臺灣博碩士論文加值系統

腸出血性大腸桿菌利用第三型分泌系統將作用蛋白與毒性因子送入細胞中，改變細胞骨架形成高臺狀隆起以緊緊地與宿主細胞相連，並造成人類腸內上皮細胞微絨毛之脫落稀疏化，稱之為沾黏/剝落病灶。造成此一病理現象之蛋白主要座落於細菌染色體上之致病島嶼 ；此致島嶼包含 41 個開放性閱讀框架，約可歸為五個主要的操縱子：LEE 1~LEE5 (Tir)。
第三型分泌系統主要由膜內基座與膜外針狀結構所構成，而 EspA 為構成此一膜外針狀結構的主要蛋白。 EspA 被報導具有強烈自我聚集之傾向，因此在構築第三型分泌系統時，需要有侍衛子 : CesAB (L0052), CesA2 (L0017), 和 EscL (L0050) 之協助，確保針狀結構之順利合成。
本文主要探討位於第一個操縱子上，功能尚未明瞭之蛋白 L0053。 利用細胞細部分離法得知 L0053 位於細菌的內膜與細胞質中，另外，L0053 與 EspA之內膜侍衛子 CesA2 具有交互作用之能力，更甚者，EHEC L0053 突變株與 CesA2 突變株一樣可以造成第三型分泌系統生理失能現象：細胞中可見 EspA的量急劇減少，但對EspB無顯著之影響。無疑地 ，L0053 為第三型分泌系統中不可或缺之一員。

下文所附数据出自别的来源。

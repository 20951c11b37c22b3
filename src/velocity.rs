//! Settling velocity from a viscous deformation law.
//!
//! The local strain rate follows a Glen-type law,
//!
//! ```text
//! D_i = -(1/η_i) · σ_i · (n/2)
//! ```
//!
//! and the velocity is its integral from the base upward. The base node does
//! not move, so its rate is dropped from the integral but kept in the strain
//! rate returned to the caller, where it drives ice growth at the lowest node.

use crate::error::{Result, SettlingError};

/// Velocity and its vertical derivative at every node.
#[derive(Clone, Debug, Default, PartialEq)]
pub struct VelocityProfile {
    /// Settling velocity (m/s), negative downward
    pub v: Vec<f64>,
    /// Vertical derivative of the velocity, i.e. the unclamped strain rate (1/s)
    pub v_dz: Vec<f64>,
}

impl VelocityProfile {
    /// All-zero profile with `nz` nodes.
    pub fn zeros(nz: usize) -> Self {
        Self {
            v: vec![0.0; nz],
            v_dz: vec![0.0; nz],
        }
    }

    /// Number of nodes.
    #[inline]
    pub fn len(&self) -> usize {
        self.v.len()
    }

    /// True if the profile has no nodes.
    #[inline]
    pub fn is_empty(&self) -> bool {
        self.v.is_empty()
    }
}

/// Integrate per-segment rates upward from a base velocity of zero.
///
/// Returns `v` with `v[0] = 0` and `v[k + 1] = Σ_{i<=k} rate[i] · dz[i]`,
/// one node longer than `dz`.
pub(crate) fn integrate_upward(rate: &[f64], dz: &[f64]) -> Vec<f64> {
    debug_assert_eq!(rate.len(), dz.len());

    let mut v = Vec::with_capacity(dz.len() + 1);
    v.push(0.0);
    let mut acc = 0.0;
    for (&r, &d) in rate.iter().zip(dz) {
        acc += r * d;
        v.push(acc);
    }
    v
}

/// Compute settling velocity and strain rate from stress and viscosity.
///
/// # Arguments
/// * `sigma` - Vertical stress (Pa), length `nz`
/// * `eta` - Viscosity (Pa·s), length `nz`, assumed strictly positive
/// * `dz` - Node distances (m), length `nz - 1`
/// * `nz` - Number of computational nodes
/// * `n` - Deformation exponent; the law scales linearly by `n/2`
///
/// # Errors
/// - `InvalidGrid` if `nz` is zero
/// - `DimensionMismatch` if any field does not fit `nz`
///
/// # Example
/// ```
/// use snow_settling::velocity;
///
/// let profile = velocity(&[2.0, 1.0, 0.0], &[1.0, 1.0, 1.0], &[0.5, 0.5], 3, 2.0).unwrap();
/// assert_eq!(profile.v[0], 0.0);
/// assert_eq!(profile.v_dz[0], -2.0); // base strain rate is kept
/// assert_eq!(profile.v[1], -0.5);
/// ```
pub fn velocity(sigma: &[f64], eta: &[f64], dz: &[f64], nz: usize, n: f64) -> Result<VelocityProfile> {
    if nz == 0 {
        return Err(SettlingError::InvalidGrid(
            "Velocity needs at least 1 computational node".to_string(),
        ));
    }
    if sigma.len() != nz {
        return Err(SettlingError::dimension_mismatch("sigma", nz, sigma.len()));
    }
    if eta.len() != nz {
        return Err(SettlingError::dimension_mismatch("eta", nz, eta.len()));
    }
    if dz.len() != nz - 1 {
        return Err(SettlingError::dimension_mismatch("dz", nz - 1, dz.len()));
    }
    if eta.iter().any(|&e| e.is_nan() || e <= 0.0) {
        tracing::warn!("non-positive viscosity, settling velocity is not physical");
    }

    // NOTE: the stress enters linearly scaled by n/2, not raised to that power.
    let strain_rate: Vec<f64> = sigma
        .iter()
        .zip(eta)
        .map(|(&s, &e)| -1.0 / e * s * (n / 2.0))
        .collect();

    let mut base_fixed_rate = strain_rate.clone();
    base_fixed_rate[0] = 0.0;

    let v = integrate_upward(&base_fixed_rate[1..], dz);

    Ok(VelocityProfile {
        v,
        v_dz: strain_rate,
    })
}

為更進一步探討 L0053 於第三型分泌系統中扮演的角色。首先，本文利用細菌雙雜合系統得知 L0053 結合上 CesA2 N’第19~36 胺基酸進行交互作用；但卻無法與 EspA 另一個侍衛子 CesAB 進行交互作用，此線索更加促使本文進一步瞭解 L0053 與 CesA2 交互作用對於第三型分泌系統和其膜外針狀結構主要蛋白 EspA 的重要性。本文證實 L0053 失能的突變株除嚴重影響 EspA 的表現外，當細菌生長至一定濃度時，L0053 失能的突變株相較於野生株， EspA 的蛋白穩定度大幅度降低，此現象與 CesA2 失能的突變株相同。本文亦利用生物資訊比對 L0053 與其同源蛋白相似程度，發現 EHEC L0053 雖與 YscE 與 PscE 具有一定程度之序列相似度；但本文觀察 EHEC L0053 與 EHEC CesA2 並不會互相調控彼此之表現與穩定度，且 L0053 突變株並不會影響 CesA2 之細胞座落 ，因此推測 EHEC L0053 除藉由 CesA2 調控影響 EspA 外，尚有其他路徑調控 EspA 與第三型分泌系統。L0053 的完整功能仍待進一步釐清。

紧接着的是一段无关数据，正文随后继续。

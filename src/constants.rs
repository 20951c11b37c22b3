//! Physical constants for snow settling.
//!
//! The viscosity closure follows Vionnet et al. (2012), with the
//! coefficients used by the snowpack model this crate was built for.
//!
//! # Units
//!
//! - Temperature: K
//! - Density: kg/m³
//! - Viscosity: Pa·s
//! - Gravitational acceleration: m/s²

/// Density of ice (kg/m³).
pub const RHO_ICE: f64 = 917.0;

/// Gravitational acceleration (m/s²).
pub const GRAVITY: f64 = 9.81;

/// Melting temperature of ice (K).
pub const T_FUSION: f64 = 273.0;

/// Temperature coefficient of the viscosity closure (1/K).
pub const A_ETA: f64 = 0.1;

/// Density coefficient of the viscosity closure (m³/kg).
pub const B_ETA: f64 = 0.023;

/// Density scaling of the viscosity closure (kg/m³).
pub const C_ETA: f64 = 250.0;

/// Reference viscosity (Pa·s).
pub const ETA_0: f64 = 7.62237e6;

/// Immutable set of physical parameters used by every field computation.
///
/// Passed by reference so tests and sensitivity studies can swap in
/// alternate parameter sets without touching global state.
///
/// # Example
///
/// ```
/// use snow_settling::PhysicalConstants;
///
/// let constants = PhysicalConstants::default();
/// assert_eq!(constants.rho_i, 917.0);
///
/// // Lunar settling study
/// let moon = PhysicalConstants::default().with_gravity(1.62);
/// assert_eq!(moon.g, 1.62);
/// ```
#[derive(Clone, Copy, Debug, PartialEq)]
#[cfg_attr(feature = "serde", derive(serde::Serialize, serde::Deserialize))]
pub struct PhysicalConstants {
    /// Temperature coefficient a_eta (1/K)
    pub a_eta: f64,
    /// Density coefficient b_eta (m³/kg)
    pub b_eta: f64,
    /// Reference viscosity eta_0 (Pa·s)
    pub eta_0: f64,
    /// Density scaling c_eta (kg/m³)
    pub c_eta: f64,
    /// Melting temperature T_fus (K)
    pub t_fus: f64,
    /// Gravitational acceleration g (m/s²)
    pub g: f64,
    /// Ice density rho_i (kg/m³)
    pub rho_i: f64,
}

impl Default for PhysicalConstants {
    fn default() -> Self {
        Self::new()
    }
}

impl PhysicalConstants {
    /// Create the standard snowpack parameter set.
    pub const fn new() -> Self {
        Self {
            a_eta: A_ETA,
            b_eta: B_ETA,
            eta_0: ETA_0,
            c_eta: C_ETA,
            t_fus: T_FUSION,
            g: GRAVITY,
            rho_i: RHO_ICE,
        }
    }

    /// Override gravitational acceleration.
    pub fn with_gravity(mut self, g: f64) -> Self {
        self.g = g;
        self
    }

    /// Override ice density.
    pub fn with_ice_density(mut self, rho_i: f64) -> Self {
        self.rho_i = rho_i;
        self
    }

    /// Override the melting temperature.
    pub fn with_fusion_temperature(mut self, t_fus: f64) -> Self {
        self.t_fus = t_fus;
        self
    }

    /// Override the viscosity closure coefficients.
    pub fn with_viscosity_coefficients(mut self, eta_0: f64, a_eta: f64, b_eta: f64, c_eta: f64) -> Self {
        self.eta_0 = eta_0;
        self.a_eta = a_eta;
        self.b_eta = b_eta;
        self.c_eta = c_eta;
        self
    }

    /// Weight of an ice layer per unit area (Pa) for a given ice fraction and thickness.
    #[inline]
    pub fn overburden_increment(&self, phi: f64, thickness: f64) -> f64 {
        self.g * phi * self.rho_i * thickness
    }
}

#[cfg(test)]
mod tests {
    use super::*;

    #[test]
    fn test_default_matches_constants() {
        let c = PhysicalConstants::default();
        assert_eq!(c.a_eta, A_ETA);
        assert_eq!(c.b_eta, B_ETA);
        assert_eq!(c.eta_0, ETA_0);
        assert_eq!(c.c_eta, C_ETA);
        assert_eq!(c.t_fus, T_FUSION);
        assert_eq!(c.g, GRAVITY);
        assert_eq!(c.rho_i, RHO_ICE);
    }

    #[test]
    fn test_overrides_leave_other_fields() {
        let c = PhysicalConstants::new().with_gravity(1.0).with_ice_density(900.0);
        assert_eq!(c.g, 1.0);
        assert_eq!(c.rho_i, 900.0);
        assert_eq!(c.t_fus, T_FUSION);
    }

    #[test]
    fn test_overburden_increment() {
        let c = PhysicalConstants::new().with_gravity(10.0).with_ice_density(1000.0);
        // 0.5 m of half-ice: 10 * 0.5 * 1000 * 0.5
        assert!((c.overburden_increment(0.5, 0.5) - 2500.0).abs() < 1e-12);
    }
}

Enterohemorrhagic Escherichia coli (EHEC) utilizes Type III Secretion System (TTSS) to deliver virulent effectors, a result leading to cytoskeleton rearrangement and pedestal structure formation. This pedestal structure holds EHEC tightly to host cells and causes human epithelial cells becoming loosened and sparse, a pathogenesis named attaching and effacing lesion (A/E lesion). The effector proteins are encoded by genes clustered in the locus of enterocyte effacement (LEE) island in bacterial chromosome. The LEE island contains 41 open reading frames (ORFs) that could be divided into five major operons, LEE1 to LEE5.
TTSS is structurally comprised of a membrane basal body and an external needle complex. The needle structure is organized mainly by EspA that possesses a biochemical tendency of self-polymerization. Thus, in the formation of TTSS, EspA needs chaperones or binding proteins for stabilization before the needle structures are assembled. Currently known chaperones are: CesAB (L0052), CesA2 (L0017), and EscL (L0050).

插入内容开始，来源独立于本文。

//! Overburden stress integration.
//!
//! Each node below the surface carries the weight of the ice between it and
//! the next node up:
//!
//! ```text
//! Δσ_i = g φ_i ρᵢ Δz_i,   i = 0 .. nz-2
//! ```
//!
//! The two schemes differ in how the top increment is treated and in how
//! the increments are accumulated into nodal stress.

use std::fmt;

use crate::constants::PhysicalConstants;
use crate::error::{Result, SettlingError};
use crate::settling::VelocityModel;

/// Discretization used to turn stress increments into nodal stress.
#[derive(Clone, Copy, Debug, PartialEq, Eq, Hash)]
#[cfg_attr(feature = "serde", derive(serde::Serialize, serde::Deserialize))]
pub enum StressScheme {
    /// Reverse cumulative sum from the surface down, with no mass above the top node.
    Continuous,
    /// Lumped two-layer model on three nodes (bottom, interface, top).
    Crocus,
}

impl fmt::Display for StressScheme {
    fn fmt(&self, f: &mut fmt::Formatter<'_>) -> fmt::Result {
        match self {
            Self::Continuous => f.write_str("continuous"),
            Self::Crocus => f.write_str("crocus"),
        }
    }
}

impl TryFrom<VelocityModel> for StressScheme {
    type Error = SettlingError;

    fn try_from(model: VelocityModel) -> Result<Self> {
        match model {
            VelocityModel::Continuous => Ok(Self::Continuous),
            VelocityModel::Crocus => Ok(Self::Crocus),
            other => Err(SettlingError::invalid_option("v_opt", other.as_str())),
        }
    }
}

/// Compute the vertical stress at every node.
///
/// # Arguments
/// * `dz` - Node distances, length `nz - 1`
/// * `phi` - Ice volume fraction, length `nz`
/// * `nz` - Number of computational nodes
/// * `scheme` - Stress discretization
/// * `constants` - Physical parameters
///
/// # Errors
/// - `DimensionMismatch` if `phi` or `dz` do not fit `nz`
/// - `InvalidGrid` if the column has too few nodes for the scheme
/// - `Monotonicity` if the resulting profile is not monotonic
///
/// # Example
/// ```
/// use snow_settling::{PhysicalConstants, StressScheme, sigma_cont_croc};
///
/// let constants = PhysicalConstants::default();
/// let sigma = sigma_cont_croc(
///     &[0.1, 0.1, 0.1],
///     &[0.4, 0.3, 0.2, 0.1],
///     4,
///     StressScheme::Continuous,
///     &constants,
/// )
/// .unwrap();
/// assert_eq!(sigma[3], 0.0);
/// assert!(sigma[0] > sigma[1] && sigma[1] > sigma[2]);
/// ```
pub fn sigma_cont_croc(
    dz: &[f64],
    phi: &[f64],
    nz: usize,
    scheme: StressScheme,
    constants: &PhysicalConstants,
) -> Result<Vec<f64>> {
    if phi.len() != nz {
        return Err(SettlingError::dimension_mismatch("phi", nz, phi.len()));
    }
    let min_nodes = match scheme {
        StressScheme::Continuous => 1,
        StressScheme::Crocus => 2,
    };
    if nz < min_nodes {
        return Err(SettlingError::InvalidGrid(format!(
            "{} stress needs at least {} computational nodes, got {}",
            scheme, min_nodes, nz
        )));
    }
    if dz.len() != nz - 1 {
        return Err(SettlingError::dimension_mismatch("dz", nz - 1, dz.len()));
    }

    let mut sigma_dz = vec![0.0; nz];
    for (i, (&p, &d)) in phi.iter().zip(dz).enumerate() {
        sigma_dz[i] = constants.overburden_increment(p, d);
    }

    let sigma = match scheme {
        StressScheme::Crocus => {
            let top = nz - 1;
            sigma_dz[top] = sigma_dz[1] / 2.0;

            let mut sigma = vec![0.0; nz];
            sigma[0] = sigma_dz.iter().sum();
            sigma[1] = sigma_dz[1..].iter().sum();
            sigma[top] = sigma_dz[top];
            sigma
        }
        StressScheme::Continuous => {
            sigma_dz[nz - 1] = 0.0;

            let mut sigma = vec![0.0; nz];
            let mut acc = 0.0;
            for i in (0..nz).rev() {
                acc += sigma_dz[i];
                sigma[i] = acc;
            }
            sigma
        }
    };

    check_monotonic(&sigma)?;

    tracing::trace!(%scheme, nz, bottom = sigma[0], "integrated overburden stress");
    Ok(sigma)
}

/// Check that a profile is entirely non-increasing or entirely non-decreasing.
///
/// # Errors
/// - `Monotonicity` otherwise, including when any difference is NaN
pub fn check_monotonic(sigma: &[f64]) -> Result<()> {
    let non_increasing = sigma.windows(2).all(|w| w[1] - w[0] <= 0.0);
    let non_decreasing = sigma.windows(2).all(|w| w[1] - w[0] >= 0.0);

    if non_increasing || non_decreasing {
        Ok(())
    } else {
        Err(SettlingError::Monotonicity(
            "Pressure is not monotonically increasing".to_string(),
        ))
    }
}

#[cfg(test)]
mod tests {
    use super::*;

    const TOL: f64 = 1e-9;

    /// Unit constants so increments are simply φ·Δz.
    fn unit_constants() -> PhysicalConstants {
        PhysicalConstants::default()
            .with_gravity(1.0)
            .with_ice_density(1.0)
    }

    #[test]
    fn test_continuous_reverse_cumsum() {
        let c = unit_constants();
        let sigma = sigma_cont_croc(
            &[1.0, 2.0, 1.0],
            &[0.4, 0.3, 0.2, 0.9],
            4,
            StressScheme::Continuous,
            &c,
        )
        .unwrap();

        // Increments: 0.4, 0.6, 0.2, 0 (top phi ignored)
        assert!((sigma[0] - 1.2).abs() < TOL);
        assert!((sigma[1] - 0.8).abs() < TOL);
        assert!((sigma[2] - 0.2).abs() < TOL);
        assert_eq!(sigma[3], 0.0);
    }

    #[test]
    fn test_continuous_single_node() {
        let c = PhysicalConstants::default();
        let sigma = sigma_cont_croc(&[], &[0.3], 1, StressScheme::Continuous, &c).unwrap();
        assert_eq!(sigma, vec![0.0]);
    }

    #[test]
    fn test_crocus_lumped_layers() {
        let c = unit_constants();
        let sigma =
            sigma_cont_croc(&[0.5, 0.5], &[0.3, 0.2, 0.1], 3, StressScheme::Crocus, &c).unwrap();

        // Increments: 0.15, 0.10, top = 0.05
        assert!((sigma[0] - 0.30).abs() < TOL);
        assert!((sigma[1] - 0.15).abs() < TOL);
        assert!((sigma[2] - 0.05).abs() < TOL);
    }

    #[test]
    fn test_crocus_needs_two_nodes() {
        let c = PhysicalConstants::default();
        let result = sigma_cont_croc(&[], &[0.3], 1, StressScheme::Crocus, &c);
        assert!(matches!(result, Err(SettlingError::InvalidGrid(_))));
    }

    #[test]
    fn test_stress_scales_with_gravity() {
        let dz = [0.2, 0.2];
        let phi = [0.3, 0.3, 0.3];
        let earth = PhysicalConstants::default();
        let moon = PhysicalConstants::default().with_gravity(earth.g / 6.0);

        let s_earth = sigma_cont_croc(&dz, &phi, 3, StressScheme::Continuous, &earth).unwrap();
        let s_moon = sigma_cont_croc(&dz, &phi, 3, StressScheme::Continuous, &moon).unwrap();

        assert!((s_earth[0] / s_moon[0] - 6.0).abs() < 1e-9);
    }

    #[test]
    fn test_negative_phi_breaks_monotonicity() {
        let c = unit_constants();
        let result = sigma_cont_croc(
            &[1.0, 1.0, 1.0],
            &[0.3, -0.5, 0.3, 0.2],
            4,
            StressScheme::Continuous,
            &c,
        );
        match result {
            Err(SettlingError::Monotonicity(msg)) => {
                assert_eq!(msg, "Pressure is not monotonically increasing");
            }
            other => panic!("expected monotonicity error, got {:?}", other),
        }
    }

    #[test]
    fn test_check_monotonic() {
        assert!(check_monotonic(&[]).is_ok());
        assert!(check_monotonic(&[1.0]).is_ok());
        assert!(check_monotonic(&[3.0, 2.0, 2.0, 0.0]).is_ok());
        assert!(check_monotonic(&[0.0, 1.0, 1.0, 5.0]).is_ok());
        assert!(check_monotonic(&[1.0, 1.0, 1.0]).is_ok());
        assert!(check_monotonic(&[1.0, 2.0, 1.0]).is_err());
        assert!(check_monotonic(&[1.0, f64::NAN, 0.0]).is_err());
    }

    #[test]
    fn test_dimension_checks() {
        let c = PhysicalConstants::default();
        assert!(matches!(
            sigma_cont_croc(&[0.1], &[0.1, 0.1, 0.1], 3, StressScheme::Continuous, &c),
            Err(SettlingError::DimensionMismatch { field: "dz", .. })
        ));
        assert!(matches!(
            sigma_cont_croc(&[0.1, 0.1], &[0.1, 0.1], 3, StressScheme::Continuous, &c),
            Err(SettlingError::DimensionMismatch { field: "phi", .. })
        ));
        assert!(matches!(
            sigma_cont_croc(&[], &[], 0, StressScheme::Continuous, &c),
            Err(SettlingError::InvalidGrid(_))
        ));
    }

    #[test]
    fn test_scheme_from_velocity_model() {
        assert_eq!(
            StressScheme::try_from(VelocityModel::Continuous).unwrap(),
            StressScheme::Continuous
        );
        assert_eq!(
            StressScheme::try_from(VelocityModel::Crocus).unwrap(),
            StressScheme::Crocus
        );
        assert!(matches!(
            StressScheme::try_from(VelocityModel::Polynom),
            Err(SettlingError::InvalidOption { option: "v_opt", .. })
        ));
    }
}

Here, we focus on a less characterized protein, L0053, that also causes poor EspA expression when its cognate gene is deleted. L0053 is the fourth ORF in LEE1. By protein fractionation, L0053 is found in the inner membrane and cytosol fractions. Experimentally demonstrated is that L0053 has the ability to interact with one of EspA chaperones, CesA2. Moreover, EHEC strain with l0053 deleted (L53) shows that EspA dramatically diminishes while another secretion protein, EspB, has no apparent effect. However, a consequence is that Tir, EspB, and EspA all disappear from bacteria supernatant.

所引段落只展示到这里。